45.      Un tel lien est inexistant lorsque les dispositifs et les supports sont destinés à des fins manifestement étrangères à celle de réalisation de copies privées. En effet, si les dispositifs et les supports en question sont fournis à des fins professionnelles, aucun préjudice (lié à la copie privée) ne peut être occasionné. Même si cela va à l’encontre du sens commun, tel est également le cas lorsque des personnes physiques utilisent les équipements, les dispositifs ou les supports fournis à des clients professionnels ou à des entités publiques pour effectuer des copies à des fins privées.

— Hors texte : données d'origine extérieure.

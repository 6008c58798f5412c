//! Recording mock collaborators and context fixtures for scenario tests.

use std::collections::{BTreeMap, BTreeSet, HashMap, VecDeque};
use std::path::PathBuf;
use std::sync::atomic::AtomicU32;
use std::sync::{Arc, Mutex};
use std::time::Duration;

use async_trait::async_trait;
use hpcmaint_core::{
    CloudCompute, EventLifecycle, HealthChecker, HealthReport, Inventory, MaintError,
    MaintenanceEvent, NodeState, Result, UpdateMaintenanceEvent, WorkRequestState,
    WorkloadManager,
};
use hpcmaint_orchestrator::{AuditSink, OrchestratorConfig, PassContext};
use serde_json::Value;
use tokio::sync::watch;

pub fn test_config() -> OrchestratorConfig {
    OrchestratorConfig {
        tenancy_ocid: "ocid1.tenancy.oc1..test".into(),
        region: "us-ashburn-1".into(),
        drain_poll: Duration::from_millis(2),
        drain_timeout: Duration::from_millis(500),
        maint_poll: Duration::from_millis(2),
        maint_poll_ceiling: Duration::from_millis(20),
        loop_interval: Duration::from_secs(900),
        schedule_lead: Duration::from_secs(300),
        call_timeout: Duration::from_secs(5),
        daily_schedule_cap: 10,
        max_workers: 8,
        processed_tag: "felix".into(),
        approved_faults: BTreeSet::from(["HPCRDMA-0002-02".to_string()]),
        excluded_hosts: BTreeSet::new(),
        events_log_file: PathBuf::from("logs/events.jsonl"),
        health_check_url: None,
        inventory_cmd: vec!["manage".into()],
        log_level: "info".into(),
        log_file: None,
    }
}

pub fn event(event_id: &str, instance_id: &str, fault: &str) -> MaintenanceEvent {
    MaintenanceEvent {
        event_id: event_id.into(),
        instance_id: instance_id.into(),
        compartment_id: "ocid1.compartment.oc1..comp1".into(),
        fault_ids: BTreeSet::from([fault.to_string()]),
        lifecycle_state: EventLifecycle::Scheduled,
        time_window_start: None,
        freeform_tags: BTreeMap::new(),
        instance_action: Some("REBOOT_MIGRATION".into()),
        description: None,
    }
}

/// Scripted cloud mock: `list` returns the seeded events; each `get` pops
/// the next lifecycle state from the event's script (the last state sticks).
/// Every mutating call is recorded.
#[derive(Default)]
pub struct MockCloud {
    pub events: Mutex<Vec<MaintenanceEvent>>,
    pub states: Mutex<HashMap<String, VecDeque<EventLifecycle>>>,
    pub update_calls: Mutex<Vec<(String, UpdateMaintenanceEvent)>>,
    pub fail_listing: Mutex<BTreeSet<String>>,
}

impl MockCloud {
    pub fn seed(&self, ev: MaintenanceEvent, script: &[EventLifecycle]) {
        self.states
            .lock()
            .unwrap()
            .insert(ev.event_id.clone(), script.iter().cloned().collect());
        self.events.lock().unwrap().push(ev);
    }

    fn current(&self, event_id: &str) -> Option<MaintenanceEvent> {
        let events = self.events.lock().unwrap();
        events.iter().find(|e| e.event_id == event_id).cloned()
    }

    pub fn updates(&self) -> Vec<(String, UpdateMaintenanceEvent)> {
        self.update_calls.lock().unwrap().clone()
    }
}

#[async_trait]
impl CloudCompute for MockCloud {
    async fn list_compartments(&self) -> Result<Vec<String>> {
        Ok(vec!["ocid1.compartment.oc1..comp1".into()])
    }

    async fn list_instance_maintenance_events(
        &self,
        compartment_id: &str,
    ) -> Result<Vec<MaintenanceEvent>> {
        if self.fail_listing.lock().unwrap().contains(compartment_id) {
            return Err(MaintError::transient("listing unavailable"));
        }
        Ok(self.events.lock().unwrap().clone())
    }

    async fn get_instance_maintenance_event(&self, event_id: &str) -> Result<MaintenanceEvent> {
        let mut event = self
            .current(event_id)
            .ok_or_else(|| MaintError::transient(format!("no event {event_id}")))?;
        let mut states = self.states.lock().unwrap();
        if let Some(script) = states.get_mut(event_id) {
            if script.len() > 1 {
                event.lifecycle_state = script.pop_front().unwrap();
            } else if let Some(last) = script.front() {
                event.lifecycle_state = last.clone();
            }
        }
        Ok(event)
    }

    async fn update_instance_maintenance_event(
        &self,
        event_id: &str,
        update: UpdateMaintenanceEvent,
    ) -> Result<String> {
        self.update_calls
            .lock()
            .unwrap()
            .push((event_id.to_string(), update));
        Ok(format!("wr-{event_id}"))
    }

    async fn get_work_request(&self, _work_request_id: &str) -> Result<WorkRequestState> {
        Ok(WorkRequestState::Succeeded)
    }
}

/// Scripted workload-manager mock: `node_state` pops the host's script (last
/// state sticks); mutations are recorded and never fail.
#[derive(Default)]
pub struct MockWlm {
    pub states: Mutex<HashMap<String, VecDeque<NodeState>>>,
    pub drain_calls: Mutex<Vec<(String, String)>>,
    pub resume_calls: Mutex<Vec<String>>,
    pub down_calls: Mutex<Vec<(String, String)>>,
}

impl MockWlm {
    pub fn script(&self, hostname: &str, states: &[NodeState]) {
        self.states
            .lock()
            .unwrap()
            .insert(hostname.to_string(), states.iter().cloned().collect());
    }

    pub fn drains(&self) -> Vec<(String, String)> {
        self.drain_calls.lock().unwrap().clone()
    }

    pub fn resumes(&self) -> Vec<String> {
        self.resume_calls.lock().unwrap().clone()
    }

    pub fn mutation_count(&self) -> usize {
        self.drain_calls.lock().unwrap().len()
            + self.resume_calls.lock().unwrap().len()
            + self.down_calls.lock().unwrap().len()
    }
}

#[async_trait]
impl WorkloadManager for MockWlm {
    async fn node_state(&self, hostname: &str) -> Result<NodeState> {
        let mut states = self.states.lock().unwrap();
        let script = states
            .get_mut(hostname)
            .ok_or_else(|| MaintError::transient(format!("no sinfo entry for {hostname}")))?;
        if script.len() > 1 {
            Ok(script.pop_front().unwrap())
        } else {
            script
                .front()
                .cloned()
                .ok_or_else(|| MaintError::transient(format!("no sinfo entry for {hostname}")))
        }
    }

    async fn set_drain(&self, hostname: &str, reason: &str) -> Result<()> {
        self.drain_calls
            .lock()
            .unwrap()
            .push((hostname.to_string(), reason.to_string()));
        Ok(())
    }

    async fn set_resume(&self, hostname: &str) -> Result<()> {
        self.resume_calls.lock().unwrap().push(hostname.to_string());
        Ok(())
    }

    async fn set_down(&self, hostname: &str, reason: &str) -> Result<()> {
        self.down_calls
            .lock()
            .unwrap()
            .push((hostname.to_string(), reason.to_string()));
        Ok(())
    }
}

/// Static instance-id -> hostname map.
#[derive(Default)]
pub struct MockInventory {
    pub map: Mutex<HashMap<String, String>>,
}

impl MockInventory {
    pub fn insert(&self, instance_id: &str, hostname: &str) {
        self.map
            .lock()
            .unwrap()
            .insert(instance_id.to_string(), hostname.to_string());
    }
}

#[async_trait]
impl Inventory for MockInventory {
    async fn resolve_host(&self, instance_id: &str) -> Result<Option<String>> {
        Ok(self.map.lock().unwrap().get(instance_id).cloned())
    }
}

/// Health mock with a fixed verdict.
pub struct MockHealth {
    pub report: HealthReport,
}

impl MockHealth {
    pub fn passing() -> Self {
        Self {
            report: HealthReport::pass(),
        }
    }

    pub fn failing(reason: &str) -> Self {
        Self {
            report: HealthReport::fail(reason),
        }
    }
}

#[async_trait]
impl HealthChecker for MockHealth {
    async fn check(&self, _hostname: &str) -> Result<HealthReport> {
        Ok(self.report.clone())
    }
}

/// A fully mocked pass context plus handles to the mocks and the audit file.
pub struct Harness {
    pub ctx: PassContext,
    pub cloud: Arc<MockCloud>,
    pub wlm: Arc<MockWlm>,
    pub inventory: Arc<MockInventory>,
    pub cancel_tx: watch::Sender<bool>,
    _tmp: tempfile::TempDir,
}

impl Harness {
    pub fn new(cfg: OrchestratorConfig) -> Self {
        Self::with_health(cfg, MockHealth::passing())
    }

    pub fn with_health(mut cfg: OrchestratorConfig, health: MockHealth) -> Self {
        let tmp = tempfile::tempdir().unwrap();
        cfg.events_log_file = tmp.path().join("events.jsonl");

        let cloud = Arc::new(MockCloud::default());
        let wlm = Arc::new(MockWlm::default());
        let inventory = Arc::new(MockInventory::default());
        let audit = Arc::new(AuditSink::open(&cfg.events_log_file).unwrap());
        let (cancel_tx, cancel_rx) = watch::channel(false);

        let ctx = PassContext {
            cfg: Arc::new(cfg),
            cloud: cloud.clone(),
            wlm: wlm.clone(),
            inventory: inventory.clone(),
            health: Arc::new(health),
            audit,
            scheduled: Arc::new(AtomicU32::new(0)),
            cancel: cancel_rx,
            dry_run: false,
        };
        Self {
            ctx,
            cloud,
            wlm,
            inventory,
            cancel_tx,
            _tmp: tmp,
        }
    }

    pub fn dry_run(mut self) -> Self {
        self.ctx.dry_run = true;
        self
    }

    /// All audit lines, parsed.
    pub fn audit_lines(&self) -> Vec<Value> {
        let raw = std::fs::read_to_string(self.ctx.audit.path()).unwrap_or_default();
        raw.lines()
            .map(|line| serde_json::from_str(line).unwrap())
            .collect()
    }

    /// `phase/action` pairs for one host, in append order.
    pub fn trace_for(&self, host: &str) -> Vec<String> {
        self.audit_lines()
            .iter()
            .filter(|line| line["host"] == host)
            .map(|line| {
                format!(
                    "{}/{}",
                    line["phase"].as_str().unwrap(),
                    line["action"].as_str().unwrap()
                )
            })
            .collect()
    }

    pub fn count_action(&self, phase: &str, action: &str) -> usize {
        self.audit_lines()
            .iter()
            .filter(|line| line["phase"] == phase && line["action"] == action)
            .count()
    }
}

46.      Comme je l’ai indiqué, dans l’interprétation que fait la Cour de l’article 5, paragraphe 2, sous b), de la directive 2001/29, les supports acquis par les entreprises et les entités publiques restent en dehors du champ d’application de cette disposition. Le fait qu’une personne physique (comme un employé) fasse des copies à des fins privées sur un tel support est donc dénué de pertinence. Puisque l’équipement a été acquis à des fins professionnelles, nous ne nous trouvons plus dans le champ de la copie privée. Ces situations sortent tout simplement du champ de l’exception pour copie privée. Elles sont au contraire régies par la règle générale de la licence. Dans ce cadre, toute copie effectuée sans autorisation explicite est une copie illégale (19).

47.      Dans le système italien, la possibilité pour les redevables de la compensation de bénéficier d’une exonération ex ante dépend de la négociation privée, et cela même lorsqu’il peut être démontré que les équipements, les dispositifs et les supports sont destinés à des fins professionnelles. J’ai du mal à croire qu’un tel système puisse répondre à l’exigence que la compensation équitable soit fondée sur le préjudice causé au titulaire de droits. Telle qu’elle se présente, la compensation est en effet détachée du préjudice que la copie privée est présumée occasionner. Il n’est tout simplement plus question de copies qui relèvent du champ d’application de l’exception pour copie privée.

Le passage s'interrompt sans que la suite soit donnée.